# SUPPLIED MATERIAL
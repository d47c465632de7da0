use std::time::Duration;

use async_trait::async_trait;
use chrono::NaiveDate;
use domain::repository::Result;
use domain::{
    DomainError, LineItem, LineItemId, Price, PurchaseTransaction, PurchaseTransactionId,
    PurchaseTransactionRepository, PurchaseTransactionStripped, Store, StoreId, TransactionScope,
    UnitOfWork,
};
use sqlx::postgres::{PgPoolOptions, PgRow};
use sqlx::{PgPool, Postgres, Row, Transaction};
use uuid::Uuid;

use crate::error::{StorageError, conflict, database};

const TRANSACTION_PKEY: &str = "purchase_transactions_pkey";
const STORE_PKEY: &str = "stores_pkey";
const LINE_ITEM_PKEY: &str = "line_items_pkey";

/// PostgreSQL-backed unit of work. Every scope is one database transaction.
#[derive(Clone)]
pub struct PostgresUnitOfWork {
    pool: PgPool,
    timeout: Duration,
}

impl PostgresUnitOfWork {
    /// Wraps an existing pool. Statements inside a scope may run for at most
    /// `timeout`.
    pub fn new(pool: PgPool, timeout: Duration) -> Self {
        Self { pool, timeout }
    }

    /// Opens a pool against `url`. Waiting for a free connection is bounded
    /// by the same `timeout` applied to statements.
    pub async fn connect(
        url: &str,
        max_connections: u32,
        timeout: Duration,
    ) -> std::result::Result<Self, StorageError> {
        let pool = PgPoolOptions::new()
            .max_connections(max_connections)
            .acquire_timeout(timeout)
            .connect(url)
            .await?;
        Ok(Self::new(pool, timeout))
    }

    /// Gets a reference to the underlying connection pool.
    pub fn pool(&self) -> &PgPool {
        &self.pool
    }

    /// Runs the database migrations.
    pub async fn run_migrations(&self) -> std::result::Result<(), StorageError> {
        sqlx::migrate!("../../migrations").run(&self.pool).await?;
        Ok(())
    }
}

#[async_trait]
impl UnitOfWork for PostgresUnitOfWork {
    type Scope = PostgresScope;

    async fn begin(&self) -> Result<PostgresScope> {
        let mut tx = self.pool.begin().await.map_err(|e| match e {
            sqlx::Error::PoolTimedOut => StorageError::Timeout(self.timeout).into(),
            other => database(other),
        })?;

        // SET does not accept bind parameters.
        let statement = format!("SET LOCAL statement_timeout = {}", self.timeout.as_millis());
        sqlx::query(&statement)
            .execute(&mut *tx)
            .await
            .map_err(database)?;

        Ok(PostgresScope { tx })
    }
}

/// A scope over [`PostgresUnitOfWork`]. Dropping it rolls the database
/// transaction back.
pub struct PostgresScope {
    tx: Transaction<'static, Postgres>,
}

impl PostgresScope {
    async fn store_exists(&mut self, id: StoreId) -> Result<bool> {
        sqlx::query_scalar("SELECT EXISTS(SELECT 1 FROM stores WHERE id = $1)")
            .bind(id.as_uuid())
            .fetch_one(&mut *self.tx)
            .await
            .map_err(database)
    }

    /// Locks the transaction row until the scope ends, so concurrent line
    /// item writes to one transaction run one after another.
    async fn lock_transaction(&mut self, id: PurchaseTransactionId) -> Result<()> {
        sqlx::query("SELECT id FROM purchase_transactions WHERE id = $1 FOR UPDATE")
            .bind(id.as_uuid())
            .fetch_optional(&mut *self.tx)
            .await
            .map_err(database)?
            .map(|_| ())
            .ok_or_else(|| DomainError::not_found("PurchaseTransaction", id))
    }

    async fn load_line_items(&mut self, id: PurchaseTransactionId) -> Result<Vec<LineItem>> {
        let rows = sqlx::query(
            r#"
            SELECT id, price_cents
            FROM line_items
            WHERE purchase_transaction_id = $1
            ORDER BY position ASC
            "#,
        )
        .bind(id.as_uuid())
        .fetch_all(&mut *self.tx)
        .await
        .map_err(database)?;

        rows.iter().map(row_to_line_item).collect()
    }
}

fn row_to_line_item(row: &PgRow) -> Result<LineItem> {
    let id = LineItemId::from_uuid(row.try_get::<Uuid, _>("id").map_err(database)?);
    let price = Price::from_cents(row.try_get("price_cents").map_err(database)?)?;
    Ok(LineItem::rehydrate(id, price))
}

fn row_to_stripped(row: &PgRow) -> Result<PurchaseTransactionStripped> {
    let store_id: Option<Uuid> = row.try_get("store_id").map_err(database)?;
    let line_item_count: i64 = row.try_get("line_item_count").map_err(database)?;

    Ok(PurchaseTransactionStripped {
        id: PurchaseTransactionId::from_uuid(row.try_get("id").map_err(database)?),
        purchase_date: row.try_get("purchase_date").map_err(database)?,
        store_id: store_id.map(StoreId::from_uuid),
        store_name: row.try_get("store_name").map_err(database)?,
        line_item_count: usize::try_from(line_item_count).unwrap_or_default(),
        total_price: Price::from_cents(row.try_get("total_cents").map_err(database)?)?,
    })
}

fn row_to_store(row: &PgRow) -> Result<Store> {
    Ok(Store::rehydrate(
        StoreId::from_uuid(row.try_get("id").map_err(database)?),
        row.try_get("name").map_err(database)?,
    ))
}

/// Maps a unique violation on `constraint` to `AlreadyExists`.
fn duplicate_as(
    constraint: &'static str,
    entity: &'static str,
    id: impl ToString,
) -> impl FnOnce(sqlx::Error) -> DomainError {
    move |e| {
        if let sqlx::Error::Database(ref db_err) = e
            && db_err.constraint() == Some(constraint)
        {
            return conflict(entity, id);
        }
        database(e)
    }
}

#[async_trait]
impl PurchaseTransactionRepository for PostgresScope {
    #[tracing::instrument(skip(self, transaction), fields(transaction_id = %transaction.id()))]
    async fn add_purchase_transaction(&mut self, transaction: &PurchaseTransaction) -> Result<()> {
        if self.exists(transaction.id()).await? {
            return Err(conflict("PurchaseTransaction", transaction.id()));
        }
        if let Some(store_id) = transaction.store_id()
            && !self.store_exists(store_id).await?
        {
            return Err(DomainError::not_found("Store", store_id));
        }

        sqlx::query(
            r#"
            INSERT INTO purchase_transactions (id, purchase_date, store_id)
            VALUES ($1, $2, $3)
            "#,
        )
        .bind(transaction.id().as_uuid())
        .bind(transaction.purchase_date())
        .bind(transaction.store_id().map(|id| id.as_uuid()))
        .execute(&mut *self.tx)
        .await
        .map_err(duplicate_as(
            TRANSACTION_PKEY,
            "PurchaseTransaction",
            transaction.id(),
        ))?;

        for (position, item) in transaction.line_items().iter().enumerate() {
            sqlx::query(
                r#"
                INSERT INTO line_items (id, purchase_transaction_id, position, price_cents)
                VALUES ($1, $2, $3, $4)
                "#,
            )
            .bind(item.id().as_uuid())
            .bind(transaction.id().as_uuid())
            .bind(position as i32)
            .bind(item.price().cents())
            .execute(&mut *self.tx)
            .await
            .map_err(duplicate_as(LINE_ITEM_PKEY, "LineItem", item.id()))?;
        }

        tracing::debug!(
            line_items = transaction.line_item_count(),
            "inserted purchase transaction"
        );
        Ok(())
    }

    async fn exists(&mut self, id: PurchaseTransactionId) -> Result<bool> {
        sqlx::query_scalar("SELECT EXISTS(SELECT 1 FROM purchase_transactions WHERE id = $1)")
            .bind(id.as_uuid())
            .fetch_one(&mut *self.tx)
            .await
            .map_err(database)
    }

    async fn load_purchase_transaction(
        &mut self,
        id: PurchaseTransactionId,
    ) -> Result<PurchaseTransaction> {
        let row: Option<PgRow> = sqlx::query(
            r#"
            SELECT purchase_date, store_id
            FROM purchase_transactions
            WHERE id = $1
            "#,
        )
        .bind(id.as_uuid())
        .fetch_optional(&mut *self.tx)
        .await
        .map_err(database)?;

        let Some(row) = row else {
            return Err(DomainError::not_found("PurchaseTransaction", id));
        };
        let purchase_date: NaiveDate = row.try_get("purchase_date").map_err(database)?;
        let store_id: Option<Uuid> = row.try_get("store_id").map_err(database)?;

        let line_items = self.load_line_items(id).await?;
        Ok(PurchaseTransaction::rehydrate(
            id,
            purchase_date,
            store_id.map(StoreId::from_uuid),
            line_items,
        )?)
    }

    async fn get_all_purchase_transactions(&mut self) -> Result<Vec<PurchaseTransactionStripped>> {
        let rows = sqlx::query(
            r#"
            SELECT pt.id,
                   pt.purchase_date,
                   pt.store_id,
                   s.name AS store_name,
                   COUNT(li.id) AS line_item_count,
                   COALESCE(SUM(li.price_cents), 0)::BIGINT AS total_cents
            FROM purchase_transactions pt
            LEFT JOIN stores s ON s.id = pt.store_id
            LEFT JOIN line_items li ON li.purchase_transaction_id = pt.id
            GROUP BY pt.id, s.name
            ORDER BY pt.id ASC
            "#,
        )
        .fetch_all(&mut *self.tx)
        .await
        .map_err(database)?;

        rows.iter().map(row_to_stripped).collect()
    }

    async fn get_store(&mut self, id: StoreId) -> Result<Store> {
        let row = sqlx::query("SELECT id, name FROM stores WHERE id = $1")
            .bind(id.as_uuid())
            .fetch_optional(&mut *self.tx)
            .await
            .map_err(database)?;

        match row {
            Some(row) => row_to_store(&row),
            None => Err(DomainError::not_found("Store", id)),
        }
    }

    async fn add_store(&mut self, store: &Store) -> Result<()> {
        sqlx::query("INSERT INTO stores (id, name) VALUES ($1, $2)")
            .bind(store.id().as_uuid())
            .bind(store.name())
            .execute(&mut *self.tx)
            .await
            .map_err(duplicate_as(STORE_PKEY, "Store", store.id()))?;
        Ok(())
    }

    async fn get_all_stores(&mut self) -> Result<Vec<Store>> {
        let rows = sqlx::query("SELECT id, name FROM stores ORDER BY name ASC, id ASC")
            .fetch_all(&mut *self.tx)
            .await
            .map_err(database)?;

        rows.iter().map(row_to_store).collect()
    }

    async fn change_store(
        &mut self,
        transaction: &PurchaseTransaction,
        store_id: StoreId,
    ) -> Result<()> {
        if !self.store_exists(store_id).await? {
            return Err(DomainError::not_found("Store", store_id));
        }

        let updated = sqlx::query("UPDATE purchase_transactions SET store_id = $2 WHERE id = $1")
            .bind(transaction.id().as_uuid())
            .bind(store_id.as_uuid())
            .execute(&mut *self.tx)
            .await
            .map_err(database)?;

        if updated.rows_affected() == 0 {
            return Err(DomainError::not_found("PurchaseTransaction", transaction.id()));
        }
        Ok(())
    }

    #[tracing::instrument(skip(self, transaction, line_item), fields(transaction_id = %transaction.id(), line_item_id = %line_item.id()))]
    async fn change_line_item(
        &mut self,
        transaction: &PurchaseTransaction,
        line_item: &LineItem,
    ) -> Result<()> {
        self.lock_transaction(transaction.id()).await?;

        // New items go after the last stored position; existing ones keep theirs.
        let written = sqlx::query(
            r#"
            INSERT INTO line_items (id, purchase_transaction_id, position, price_cents)
            VALUES (
                $1,
                $2,
                (SELECT COALESCE(MAX(position) + 1, 0) FROM line_items WHERE purchase_transaction_id = $2),
                $3
            )
            ON CONFLICT (id) DO UPDATE SET price_cents = EXCLUDED.price_cents
            WHERE line_items.purchase_transaction_id = EXCLUDED.purchase_transaction_id
            "#,
        )
        .bind(line_item.id().as_uuid())
        .bind(transaction.id().as_uuid())
        .bind(line_item.price().cents())
        .execute(&mut *self.tx)
        .await
        .map_err(database)?;

        if written.rows_affected() == 0 {
            // The id belongs to a line item of another transaction.
            return Err(conflict("LineItem", line_item.id()));
        }
        Ok(())
    }

    async fn change_purchase_date(
        &mut self,
        transaction: &PurchaseTransaction,
        purchase_date: NaiveDate,
    ) -> Result<()> {
        let updated =
            sqlx::query("UPDATE purchase_transactions SET purchase_date = $2 WHERE id = $1")
                .bind(transaction.id().as_uuid())
                .bind(purchase_date)
                .execute(&mut *self.tx)
                .await
                .map_err(database)?;

        if updated.rows_affected() == 0 {
            return Err(DomainError::not_found("PurchaseTransaction", transaction.id()));
        }
        Ok(())
    }
}

#[async_trait]
impl TransactionScope for PostgresScope {
    async fn commit(self) -> Result<()> {
        self.tx.commit().await.map_err(database)
    }

    async fn rollback(self) -> Result<()> {
        self.tx.rollback().await.map_err(database)
    }
}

# EXERCISE
Lines of the material that contain the word "skip" are to be gathered.

# OUTPUT
    #[tracing::instrument(skip(self, transaction), fields(transaction_id = %transaction.id()))]
    #[tracing::instrument(skip(self, transaction, line_item), fields(transaction_id = %transaction.id(), line_item_id = %line_item.id()))]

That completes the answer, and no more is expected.